How to Care for Glacier Pothos – 9 Great Hints

Like a frozen masterpiece thawing in your living room, the Glacier Pothos bursts onto the scene as a living testament to Mother Nature’s artistic prowess. Set on a mission to turn your home into botanical brilliance.

Those elegant green tendrils had me too. Let’s be honest; nurturing it isn’t just a task but a journey of connection with the evergreen wonders of our world.

This Pothos loves a little sun but shies away from direct sunlight that might scorch its tender leaves. When watering, let the soil dry out before swooping in with a drink. Trust me – the hydration tango keeps its tender leaves looking as fabulous as ever.
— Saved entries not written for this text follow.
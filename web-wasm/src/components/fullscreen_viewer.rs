//! 全画面ビューアコンポーネント
//!
//! 表示中のみキーボード操作を受け付ける（←/→で移動、Escで閉じる）。
//! 背景クリックで閉じ、画像やボタンのクリックは背景へ伝播させない。

use std::sync::Arc;

use leptos::ev;
use leptos::prelude::*;
use pdf_extractor_common::{
    image_data_url, ClickTarget, ExtractedData, FullscreenSession, ViewerAction, ViewerOutcome,
};
use web_sys::{KeyboardEvent, MouseEvent};

use crate::download::download_image;

#[component]
pub fn FullscreenViewer<F>(data: Arc<ExtractedData>, open_index: usize, on_close: F) -> impl IntoView
where
    F: Fn() + 'static + Clone + Send + Sync,
{
    let session = match FullscreenSession::open(data.image_count(), open_index) {
        Ok(session) => RwSignal::new(session),
        Err(error) => {
            log::warn!("cannot open fullscreen viewer: {}", error);
            return ().into_any();
        }
    };
    let data = StoredValue::new(data);

    let close_on = move |outcome: ViewerOutcome| {
        if outcome == ViewerOutcome::Close {
            on_close();
        }
    };

    let key_listener = window_event_listener(ev::keydown, {
        let close_on = close_on.clone();
        move |ev: KeyboardEvent| {
            if let Some(outcome) = session.try_update(|s| s.handle_key(&ev.key())).flatten() {
                ev.prevent_default();
                close_on(outcome);
            }
        }
    });
    on_cleanup(move || key_listener.remove());

    // 背景以外は伝播を止め、背景のハンドラに届かないようにする
    let on_click = move |target: ClickTarget, ev: &MouseEvent| {
        if target != ClickTarget::Background {
            ev.stop_propagation();
        }
        if let Some(outcome) = session.try_update(|s| s.handle_click(target)) {
            close_on(outcome);
        }
    };

    let navigate = {
        let on_click = on_click.clone();
        move |action: ViewerAction| {
            let on_click = on_click.clone();
            move |ev: MouseEvent| {
                on_click(ClickTarget::Control, &ev);
                session.update(|s| {
                    s.dispatch(action);
                });
            }
        }
    };

    let current_src = move || {
        let index = session.with(|s| s.index());
        data.with_value(|d| d.images.get(index).map(|img| image_data_url(img)).unwrap_or_default())
    };

    let on_download = {
        let on_click = on_click.clone();
        move |ev: MouseEvent| {
            on_click(ClickTarget::Control, &ev);
            let index = session.with_untracked(|s| s.index());
            data.with_value(|d| {
                if let Some(image) = d.images.get(index) {
                    download_image(image, index);
                }
            });
        }
    };

    view! {
        <div
            class="fullscreen-overlay"
            on:click={
                let on_click = on_click.clone();
                move |ev: MouseEvent| on_click(ClickTarget::Background, &ev)
            }
        >
            <img
                src=current_src
                alt="Fullscreen"
                class="fullscreen-image"
                on:click={
                    let on_click = on_click.clone();
                    move |ev: MouseEvent| on_click(ClickTarget::Image, &ev)
                }
            />

            <button class="nav-button prev" on:click=navigate(ViewerAction::Prev)>
                "←"
            </button>

            <button class="nav-button next" on:click=navigate(ViewerAction::Next)>
                "→"
            </button>

            <button class="fullscreen-download-btn" on:click=on_download>
                "Download"
            </button>

            <span
                class="image-counter"
                on:click={
                    let on_click = on_click.clone();
                    move |ev: MouseEvent| on_click(ClickTarget::Control, &ev)
                }
            >
                {move || session.with(|s| s.counter_label())}
            </span>
        </div>
    }
    .into_any()
}

#[cfg(all(target_arch = "wasm32", test))]
mod wasm_tests {
    use super::*;
    use std::sync::atomic::{AtomicUsize, Ordering};
    use wasm_bindgen::JsCast;
    use wasm_bindgen_test::*;
    use web_sys::{HtmlElement, KeyboardEventInit};

    wasm_bindgen_test_configure!(run_in_browser);

    fn sample_data() -> Arc<ExtractedData> {
        let images = vec!["iVBORw0KGgo=".to_string(); 3];
        Arc::new(ExtractedData::new("", images))
    }

    fn container() -> HtmlElement {
        let document = web_sys::window().unwrap().document().unwrap();
        let container: HtmlElement = document.create_element("div").unwrap().dyn_into().unwrap();
        document.body().unwrap().append_child(&container).unwrap();
        container
    }

    /// ビューアをマウントし、閉じる通知の回数を数える
    fn mount_viewer(parent: &HtmlElement) -> (Arc<AtomicUsize>, impl Sized) {
        let closed = Arc::new(AtomicUsize::new(0));
        let on_close = {
            let closed = Arc::clone(&closed);
            move || {
                closed.fetch_add(1, Ordering::SeqCst);
            }
        };
        let data = sample_data();
        let handle = leptos::mount::mount_to(parent.clone(), move || {
            view! { <FullscreenViewer data=data open_index=0 on_close=on_close /> }
        });
        (closed, handle)
    }

    fn click(parent: &HtmlElement, selector: &str) {
        let element: HtmlElement = parent
            .query_selector(selector)
            .unwrap()
            .unwrap_or_else(|| panic!("{} not rendered", selector))
            .dyn_into()
            .unwrap();
        element.click();
    }

    fn press(key: &str) {
        let init = KeyboardEventInit::new();
        init.set_key(key);
        let event = KeyboardEvent::new_with_keyboard_event_init_dict("keydown", &init).unwrap();
        web_sys::window().unwrap().dispatch_event(&event).unwrap();
    }

    #[wasm_bindgen_test]
    fn wasm_image_and_controls_keep_overlay_open() {
        let parent = container();
        let (closed, _handle) = mount_viewer(&parent);

        click(&parent, ".fullscreen-image");
        click(&parent, ".nav-button.next");
        click(&parent, ".nav-button.prev");
        click(&parent, ".image-counter");
        assert_eq!(closed.load(Ordering::SeqCst), 0);

        click(&parent, ".fullscreen-overlay");
        assert_eq!(closed.load(Ordering::SeqCst), 1);
    }

    #[wasm_bindgen_test]
    fn wasm_escape_closes_once() {
        let parent = container();
        let (closed, _handle) = mount_viewer(&parent);

        press("ArrowRight");
        assert_eq!(closed.load(Ordering::SeqCst), 0);

        press("Escape");
        press("Escape");
        assert_eq!(closed.load(Ordering::SeqCst), 1);
    }

    #[wasm_bindgen_test]
    fn wasm_key_listener_removed_on_unmount() {
        let parent = container();
        let (closed, handle) = mount_viewer(&parent);
        drop(handle);

        assert!(parent.query_selector(".fullscreen-overlay").unwrap().is_none());
        press("ArrowRight");
        press("Escape");
        assert_eq!(closed.load(Ordering::SeqCst), 0);
    }
}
Let’s dig into the nitty-gritty of pampering this evergreen wonder so it can flaunt its leafy fabulousness.

glacier pothos

Table of Contents

Does Glacier Pothos Need Bright Light?

The Glacier Pothos is a sun-lover who’s a bit picky. It thrives under bright, indirect light – the kind that’s not blinding but keeps things well-lit.

If your plant starts stretching and reaching out, this is a sign it’s feeling a bit light-deprived. On the other hand, if you notice the leaves turning brown or yellow, it’s like the plant’s way of telling you it’s too much!

The light intensity can vary with the seasons, so watch how your plant responds. When light levels dip in winter, you should bring your Glacier Pothos a tad closer to the window. If your plant doesn’t receive enough light, it might revert to producing more green leaves to maximize photosynthesis. 

sun coming through window on plants

Pothos plants love a bit of variety, too. Give your Pothos Glacier a little twist every few weeks to ensure all sides get a fair share of light.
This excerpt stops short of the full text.